Feedback on state machine migration RRS feed

  • General discussion

  • Hi folks,

    In order to help migrate WF customers from .Net 3.X to .Net 4 Beta1, our team has posted a set of migration documents over here. Please give them a read and provide any feedback you have on state machine migration over on this thread.

    Thanks in advance for trying .Net 4, and we're looking forward to your feedback.

    -Yavor Georgiev
    Program Manager, Connected Framework
    Friday, June 5, 2009 5:10 PM

All replies

  • Thank you for this document.  I really appreciate you taking the time to give this deeper insight into the rationale for the omission of a built in state machine activity.  I had previously evaluated using the WF3 state machine workflow for some of my application scenarios and in my cases it was not a good fit - it was hard for me to model a single set of finite states that mapped well to the conceptual workflow that involved multiple parties and multiple values all part of one big workflow.  For me the new flowchart activites feel like a much better fit for what I am trying to model.  For example I will likely use the technique described in the document of having the currentState variable and a unique place that listens for every possible event.  When I was modeling my process using WF3 state machine I found myself adding event handlers to the root activity or the same event handler to multiple states anyway so in my case the single place to switch on an event is more natural anyway.  Plus in the {flowchart switch/current state} technique I can have a richer expression of current state beyond a single value - for example I may have 3 independent variables each of which may have n values and I think it will be more clear to have a switch with an expression of something like {(currentStateA=x or currentStateB = y) and currentStateC =0} than it would be if I had to model that using a single state for each combination in WF3.

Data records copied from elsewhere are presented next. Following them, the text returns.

//! Trigger bindings and per-collection selection.

use super::event::LifecycleEvent;
use crate::config::normalize_prefix;
use crate::query::HookSource;
use arbordb_storage::DbPath;
use std::collections::BTreeSet;

/// Prefix used for hook variables when a binding does not override it.
pub const DEFAULT_BINDING_PREFIX: &str = "local:";

/// A declaration that a hook runs on some events of a collection subtree.
///
/// Bindings are immutable once built. A binding runs its program body for
/// the events it lists. For every other event it calls the per-event
/// function its program declares, if any. A binding with no event list is a
/// catch-all and only ever runs in function mode.
#[derive(Debug, Clone, PartialEq, Eq)]
pub struct TriggerBinding {
    source: HookSource,
    events: BTreeSet<LifecycleEvent>,
    binding_prefix: String,
    parameters: Vec<(String, String)>,
    declared_at: DbPath,
}

impl TriggerBinding {
    /// Creates a catch-all binding declared by the configuration of
    /// `declared_at`.
    #[must_use]
    pub fn new(declared_at: DbPath, source: HookSource) -> Self {
        Self {
            source,
            events: BTreeSet::new(),
            binding_prefix: DEFAULT_BINDING_PREFIX.to_owned(),
            parameters: Vec::new(),
            declared_at,
        }
    }

    /// Adds events the binding reacts to.
    #[must_use]
    pub fn with_events(mut self, events: impl IntoIterator<Item = LifecycleEvent>) -> Self {
        self.events.extend(events);
        self
    }

    /// Overrides the variable prefix; `p` becomes `p:`. Blank prefixes are
    /// ignored.
    #[must_use]
    pub fn with_binding_prefix(mut self, prefix: &str) -> Self {
        if !prefix.trim().is_empty() {
            self.binding_prefix = normalize_prefix(prefix);
        }
        self
    }

    /// Adds a user parameter. The first value given for a name wins.
    #[must_use]
    pub fn with_parameter(mut self, name: impl Into<String>, value: impl Into<String>) -> Self {
        let name = name.into();
        if !self.parameters.iter().any(|(existing, _)| *existing == name) {
            self.parameters.push((name, value.into()));
        }
        self
    }

    /// Returns where the hook program comes from.
    #[must_use]
    pub const fn source(&self) -> &HookSource {
        &self.source
    }

    /// Returns the events the binding reacts to (empty for catch-all).
    #[must_use]
    pub const fn events(&self) -> &BTreeSet<LifecycleEvent> {
        &self.events
    }

    /// Returns the variable prefix, always ending in `:`.
    #[must_use]
    pub fn binding_prefix(&self) -> &str {
        &self.binding_prefix
    }

    /// Returns user parameters in declaration order.
    pub fn parameters(&self) -> impl Iterator<Item = (&String, &String)> {
        self.parameters.iter().map(|(name, value)| (name, value))
    }

    /// Returns the collection whose configuration declared the binding.
    #[must_use]
    pub const fn declared_at(&self) -> &DbPath {
        &self.declared_at
    }

    /// Returns true if the binding has no event list and so never runs in
    /// event mode.
    #[must_use]
    pub fn is_catch_all(&self) -> bool {
        self.events.is_empty()
    }
}

/// How a selected binding is run.
#[derive(Debug, Clone, Copy, PartialEq, Eq)]
pub enum DispatchMode {
    /// The program body runs with the event variables declared.
    Event,
    /// The program's per-event function is called.
    Function,
}

/// A binding chosen for one dispatch.
#[derive(Debug, Clone, Copy)]
pub struct Selected<'a> {
    /// The binding.
    pub binding: &'a TriggerBinding,
    /// How to run it.
    pub mode: DispatchMode,
}

/// The ordered trigger bindings in effect for one collection.
///
/// Bindings declared closer to the root come first.
#[derive(Debug, Clone, Default, PartialEq, Eq)]
pub struct TriggerRegistry {
    bindings: Vec<TriggerBinding>,
}

impl TriggerRegistry {
    /// Creates an empty registry.
    #[must_use]
    pub fn new() -> Self {
        Self::default()
    }

    /// Appends bindings declared one level further from the root.
    pub fn extend(&mut self, bindings: impl IntoIterator<Item = TriggerBinding>) {
        self.bindings.extend(bindings);
    }

    /// Selects the bindings to run for `event`, in order.
    ///
    /// Every binding is selected. Bindings listing the event run in event
    /// mode, the others in function mode.
    #[must_use]
    pub fn select(&self, event: LifecycleEvent) -> Vec<Selected<'_>> {
        self.bindings
            .iter()
            .map(|binding| Selected {
                binding,
                mode: if binding.events.contains(&event) {
                    DispatchMode::Event
                } else {
                    DispatchMode::Function
                },
            })
            .collect()
    }

    /// Returns every binding in order.
    #[must_use]
    pub fn bindings(&self) -> &[TriggerBinding] {
        &self.bindings
    }

    /// Returns the number of bindings.
    #[must_use]
    pub fn len(&self) -> usize {
        self.bindings.len()
    }

    /// Returns true if no bindings are in effect.
    #[must_use]
    pub fn is_empty(&self) -> bool {
        self.bindings.is_empty()
    }
}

    Plus in my case my workflows are intended to model some real world business processes that have been defined by human users, and in most cases the way those users will communicate their processes will be via a flowchart anyway - so the use of a flowchart is just going to map more naturally to what my users are trying to express.  In all of the workflow scenarios that my users have proposed so far no one has ever provided me with a state machine diagram.  I know that the state machine migration document offers the stopwatch example as a case where maybe the state machine does map more naturally - but to me WF is not about implementing stopwatch logic (or even something like the automated touch tone phone response like in the WF3 SDK samples that uses a state machine).  My general purpose .Net languages give me plenty of ways to implement those simple scenarios - the thing I look to WF for is specifically for those human workflow solutions involving multiple steps with multiple parties executing over a long time.  And I'm not sure that the state machine workflow was a good fit for those anyway.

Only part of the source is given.